Peygamberin hadislerinde müşahede etmek mümkündür. Cibril (a.s) sahabilerden
Dıhye (r.a)'in şeklinde Hz. Peygamber (s.a.s) in huzuruna gelmiş ve ona "ihsan
nedir?' sorusunu sormuştur. Peygamber (s.a.s) ihsanı şöyle tanımlamıştır:
"Allah'a onu görüyormuşsun, sen onu (gözle) görmesen de o seni görüyormuşçasına
kulluk etmendir."[2]
Seyyid Şerif ihsan teriminin tarifini yaparken bu hadisi zikrederek şöyle
demektedir: "Basiret nuruyla Rabbü'l-Âlemîn'in huzurunda olduğunu tasavvur
ederek kulluğu yerine getirmektir. Hadisteki "sanki onu görüyormuşsun" ifadesi
Allah'ın bizatihi görülmesinin maksat olmadığını, Allah'ın sıfatlarını idrak
ederek kulluk etmenin istenildiğini anlatmaktadır"[3]

İhsan yalnız ibadetle ilgili meselelerde mü'minin yükümlü
olduğu bir sorumluluk değil, bütün söz ve işlerindeki değişmez tavrıdır. Hz.
Peygamber "Allah her şeyde ihsan ile davranılmasını kullarının üzerine
gerekli kılmıştır. Bundan dolayı "öldürdüğünüzde güzel davranın, hayvanların
kesiminde güzel davranın."[4]
buyurmuştur. Yapılan iyiliklerin hasbî ve Allah rızası için olmasının
gerekliliğine de işaret eden Hz. Peygamber (s.a.s) şöyle buyurmuştur:
"İnsanlar bize iyi davranırsa onlara iyilik yaparız şayet kötü davranırlarsa
onlara kötülük yaparız diyen şahsiyetsizlerden olmayın. Kendinizi, insanlar iyi
davranırsa onlara iyilikle mukabele etmeye, şayet kötülük yaparlarsa onlara
aynıyla karşılık vermeye alıştırın."[5]


Yapılan iyiliğin ve ihsanın inkar edilmesi hoş
görülmemiş, birtakım insanların yapılan iyilikleri inkâr etmelerinin
kendilerinin cehenneme girmesine sebep olan bir haslet olduğu bildirilmiştir.
Kocalarını ve kocalarının iyiliklerini inkar eden kadınların cehenneme gireceği
bildirilmiş.[6]
İhsanın insanlar arasındaki münasebetlerdeki etkisi ve önemi anlatılmıştır.

İnsanlara güzellikle davranan, Allah'a kulluk
yaparken kulluğun gereği olan; kulluk yapılan zatı iyi tanımanın gereklerini
yerine getiren muhsinlerin Allah'ın rahmetine çok yakın olduğunu Hz.
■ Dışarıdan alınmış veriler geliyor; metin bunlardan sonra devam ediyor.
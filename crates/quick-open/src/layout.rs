//!
//! Palette geometry.
//!
//! Pure functions that size the palette window for a given number of matches.
//! Coordinates follow AppKit: the origin is the bottom-left corner and y grows
//! upward, so keeping the top edge fixed means moving the origin down as the
//! window grows.

use crate::options::PaletteOptions;

/// Spacing between the search field and the match list when matches exist.
pub const RESULT_SPACING: f64 = 5.0;

/// A width and height in points.
#[derive(Debug, Clone, Copy, PartialEq)]
pub struct Size {
    pub width: f64,
    pub height: f64,
}

impl Size {
    pub fn new(width: f64, height: f64) -> Self {
        Self { width, height }
    }
}

/// A window frame in screen coordinates (origin bottom-left).
#[derive(Debug, Clone, Copy, PartialEq)]
pub struct Frame {
    pub x: f64,
    pub y: f64,
    pub width: f64,
    pub height: f64,
}

impl Frame {
    pub fn new(x: f64, y: f64, width: f64, height: f64) -> Self {
        Self {
            x,
            y,
            width,
            height,
        }
    }

    /// The y coordinate of the top edge.
    pub fn top(&self) -> f64 {
        self.y + self.height
    }

    pub fn size(&self) -> Size {
        Size::new(self.width, self.height)
    }
}

/// Number of rows the list shows before it scrolls.
pub fn visible_rows(match_count: usize, matches_shown: usize) -> usize {
    match_count.min(matches_shown)
}

/// Size of the palette content for the given number of matches.
pub fn palette_size(options: &PaletteOptions, match_count: usize) -> Size {
    let rows = visible_rows(match_count, options.matches_shown);
    let height = options.height + rows as f64 * options.row_height;
    Size::new(options.width, height)
}

/// Width left for the search field and list rows inside the edge insets.
pub fn inner_width(options: &PaletteOptions) -> f64 {
    let insets = options.edge_insets;
    (options.width - insets.left - insets.right).max(0.0)
}

/// Spacing between the search field and the list.
///
/// Zero when there are no matches, so the empty list leaves no visible seam.
pub fn stack_spacing(match_count: usize) -> f64 {
    if match_count > 0 {
        RESULT_SPACING
    } else {
        0.0
    }
}

/// Resizes `frame` to `size` while holding its top edge in place.
pub fn anchor_top(frame: Frame, size: Size) -> Frame {
    Frame::new(frame.x, frame.top() - size.height, size.width, size.height)
}

#[cfg(test)]
mod tests {
    use super::*;
    use crate::options::EdgeInsets;

    fn options() -> PaletteOptions {
        PaletteOptions::default()
            .with_width(500.0)
            .with_height(48.0)
            .with_row_height(40.0)
            .with_matches_shown(5)
    }

    #[test]
    fn visible_rows_caps_at_matches_shown() {
        assert_eq!(visible_rows(0, 5), 0);
        assert_eq!(visible_rows(3, 5), 3);
        assert_eq!(visible_rows(5, 5), 5);
        assert_eq!(visible_rows(50, 5), 5);
        assert_eq!(visible_rows(50, 0), 0);
    }

    #[test]
    fn empty_palette_is_base_height() {
        assert_eq!(palette_size(&options(), 0), Size::new(500.0, 48.0));
    }

    #[test]
    fn palette_grows_by_row_height() {
        assert_eq!(palette_size(&options(), 2), Size::new(500.0, 128.0));
    }

    #[test]
    fn palette_stops_growing_past_matches_shown() {
        assert_eq!(palette_size(&options(), 5), palette_size(&options(), 500));
        assert_eq!(palette_size(&options(), 500).height, 248.0);
    }

    #[test]
    fn inner_width_subtracts_side_insets() {
        let options = options().with_edge_insets(EdgeInsets::new(10.0, 12.0, 10.0, 8.0));
        assert_eq!(inner_width(&options), 480.0);
        assert_eq!(inner_width(&PaletteOptions::default()), 480.0);
    }

    #[test]
    fn inner_width_never_negative() {
        let options = options()
            .with_width(10.0)
            .with_edge_insets(EdgeInsets::uniform(10.0));
        assert_eq!(inner_width(&options), 0.0);
    }

    #[test]
    fn spacing_only_with_matches() {
        assert_eq!(stack_spacing(0), 0.0);
        assert_eq!(stack_spacing(1), RESULT_SPACING);
        assert_eq!(stack_spacing(40), RESULT_SPACING);
    }

    #[test]
    fn anchor_top_grows_downward() {
        let frame = Frame::new(100.0, 600.0, 500.0, 48.0);
        let grown = anchor_top(frame, Size::new(500.0, 248.0));

        assert_eq!(grown.top(), frame.top());
        assert_eq!(grown.y, 400.0);
        assert_eq!(grown.x, 100.0);
        assert_eq!(grown.size(), Size::new(500.0, 248.0));
    }

    #[test]
    fn anchor_top_shrinks_upward() {
        let frame = Frame::new(0.0, 400.0, 500.0, 248.0);
        let shrunk = anchor_top(frame, Size::new(500.0, 48.0));

        assert_eq!(shrunk.top(), 648.0);
        assert_eq!(shrunk.y, 600.0);
    }
}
Peygamber
(s.a.s) bildirmiştir.[7]











[1]
el-Bakara: 2/73; en-Nisa: 4/36; el-En'âm: 6/151; el-İsrâ: 17/32.





[2] Buhârî,
Tefsiru sûre (31); İman: 37; Müslim, İman: 57; Ebu Davud, Sünne: 16; Tirmizi,
İman: 4; İbn Mace, Mukaddime: 9.





[3]
Seyyid Şerif el-Cürcani, et-Ta'rifât:l2.





[4]
Müslim, Sayd : 57; Ebû Dâvud, Edâhî: 11; Tirmizî, Diyat: 14; Nesai, Dahaya:
22, 26; İbn Mace, Zebâih : 3.





[5]
Tirmizî, Birr: 63.





[6]
Buhari, İman: 21; Kusuf: 9; Müslim, Kusuf: 17.





[7]
Dârimî, Mukaddime: 56; Zübeyr Tekkeşin, Şamil İslam Ansiklopedisi: 3/107.